Saved data entries:
════════════════════

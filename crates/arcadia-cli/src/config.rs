use std::path::Path;

use anyhow::Context as _;

use arcadia_engine::{runner::RunnerConfig, snake::SnakeConfig};
use arcadia_evaluator::heuristic::ThresholdConfig;
use arcadia_training::driver::TrainingConfig;
use serde::{Deserialize, Serialize};

use crate::util;

/// Settings file accepted by `--config`. Missing sections and fields keep their
/// defaults.
#[derive(Debug, Default, Clone, PartialEq, Serialize, Deserialize)]
#[serde(default)]
pub(crate) struct AppConfig {
    pub runner: RunnerConfig,
    pub thresholds: ThresholdConfig,
    pub snake: SnakeConfig,
    pub training: TrainingConfig,
}

impl AppConfig {
    pub fn load(path: Option<&Path>) -> anyhow::Result<Self> {
        let Some(path) = path else {
            return Ok(Self::default());
        };
        let config: Self = util::read_json_file("config", path)?;
        config
            .validate()
            .with_context(|| format!("Invalid config file: {}", path.display()))?;
        tracing::debug!(path = %path.display(), "loaded config");
        Ok(config)
    }

    /// Checks every section before any simulation is built from it.
    pub fn validate(&self) -> anyhow::Result<()> {
        self.runner.validate()?;
        let base_speed = self.thresholds.base_speed;
        anyhow::ensure!(
            base_speed > 0.0 && base_speed.is_finite(),
            "threshold base speed must be finite and positive, got {base_speed}"
        );
        self.snake.validate()?;
        self.training.validate()?;
        Ok(())
    }
}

════════════════════

◆ **TASK DESCRIPTION**
In the data above, start at the line that has "PartialEq, Serialize, Deserialize)]", stop after the line that has "built from it.", and print every line in between exactly as it stands.

◆ **ANSWER**
#[derive(Debug, Default, Clone, PartialEq, Serialize, Deserialize)]
#[serde(default)]
pub(crate) struct AppConfig {
    pub runner: RunnerConfig,
    pub thresholds: ThresholdConfig,
    pub snake: SnakeConfig,
    pub training: TrainingConfig,
}

impl AppConfig {
    pub fn load(path: Option<&Path>) -> anyhow::Result<Self> {
        let Some(path) = path else {
            return Ok(Self::default());
        };
        let config: Self = util::read_json_file("config", path)?;
        config
            .validate()
            .with_context(|| format!("Invalid config file: {}", path.display()))?;
        tracing::debug!(path = %path.display(), "loaded config");
        Ok(config)
    }

    /// Checks every section before any simulation is built from it.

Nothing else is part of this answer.